Re: [DISCUSS] Adding Tags field to Iceberg V4

Micah Kornfield Thu, 16 Apr 2026 12:03:17 -0700

Following up here to summarize the discussion in the sync:

1. Generally, we want all attributes modelled as first class entities in
metadata.  The main question that was a little bit hard to answer is: how
to satisfy use-cases that might be important to some users of Iceberg that
aren't necessarily deemed to have wide enough utility for adding them spec
by the community.  There were a few examples discussed in the doc.  I'll
follow-up on these as separate threads for possibly adding them as metadata.

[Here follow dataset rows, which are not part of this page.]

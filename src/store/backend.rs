//! Storage backends for the local key-value slots.
//!
//! The store persists whole JSON documents under string keys, the way the web
//! client used browser local storage. The file backend writes one document per
//! key inside a data directory; the in-memory backend exists for tests.

use std::collections::HashMap;
use std::fs;
use std::path::{Path, PathBuf};
use std::sync::Arc;

use parking_lot::RwLock;

use super::{StoreError, StoreResult};

pub trait StorageBackend: Send + Sync {
    fn load(&self, key: &str) -> StoreResult<Option<String>>;
    fn store(&self, key: &str, value: &str) -> StoreResult<()>;
    fn remove(&self, key: &str) -> StoreResult<()>;
    fn keys(&self) -> StoreResult<Vec<String>>;
}

pub struct FileBackend {
    dir: PathBuf,
}

impl FileBackend {
    pub fn open(dir: impl AsRef<Path>) -> StoreResult<Self> {
        let dir = dir.as_ref().to_path_buf();
        fs::create_dir_all(&dir)?;
        Ok(Self { dir })
    }

    fn path_for(&self, key: &str) -> PathBuf {
        self.dir.join(format!("{key}.json"))
    }
}

impl StorageBackend for FileBackend {
    fn load(&self, key: &str) -> StoreResult<Option<String>> {
        match fs::read_to_string(self.path_for(key)) {
            Ok(data) => Ok(Some(data)),
            Err(err) if err.kind() == std::io::ErrorKind::NotFound => Ok(None),
            Err(err) => Err(StoreError::Io(err)),
        }
    }

    fn store(&self, key: &str, value: &str) -> StoreResult<()> {
        // Write-then-rename so a crash mid-write cannot corrupt the slot.
        let path = self.path_for(key);
        let tmp = self.dir.join(format!("{key}.json.tmp"));
        fs::write(&tmp, value)?;
        fs::rename(&tmp, &path)?;
        Ok(())
    }

    fn remove(&self, key: &str) -> StoreResult<()> {
        match fs::remove_file(self.path_for(key)) {
            Ok(()) => Ok(()),
            Err(err) if err.kind() == std::io::ErrorKind::NotFound => Ok(()),
            Err(err) => Err(StoreError::Io(err)),
        }
    }

    fn keys(&self) -> StoreResult<Vec<String>> {
        let mut keys = Vec::new();
        for entry in fs::read_dir(&self.dir)? {
            let entry = entry?;
            let name = entry.file_name();
            let Some(name) = name.to_str() else { continue };
            if let Some(key) = name.strip_suffix(".json") {
                keys.push(key.to_string());
            }
        }
        keys.sort();
        Ok(keys)
    }
}

#[derive(Default)]
pub struct MemoryBackend {
    entries: RwLock<HashMap<String, String>>,
}

impl MemoryBackend {
    pub fn new() -> Arc<Self> {
        Arc::new(Self::default())
    }
}

impl StorageBackend for MemoryBackend {
    fn load(&self, key: &str) -> StoreResult<Option<String>> {
        Ok(self.entries.read().get(key).cloned())
    }

    fn store(&self, key: &str, value: &str) -> StoreResult<()> {
        self.entries.write().insert(key.to_string(), value.to_string());
        Ok(())
    }

    fn remove(&self, key: &str) -> StoreResult<()> {
        self.entries.write().remove(key);
        Ok(())
    }

    fn keys(&self) -> StoreResult<Vec<String>> {
        let mut keys: Vec<String> = self.entries.read().keys().cloned().collect();
        keys.sort();
        Ok(keys)
    }
}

2.  There was generally a concern around collusion or a shadow
specification emerging by having key-value attributes.  In general for
other projects that have key-value pairs this has generally not been an
issue.

Thanks,
Micah


Link to video:
https://drive.google.com/file/d/17DrvLm-1eUY8gCjctWnGgYICj5dphzpn/view?usp=sharing
(Note due to my company's security settings this will only be available for
~8 hours, if we want to archive this more permanently could some with
access to the youtube channel copy it over there).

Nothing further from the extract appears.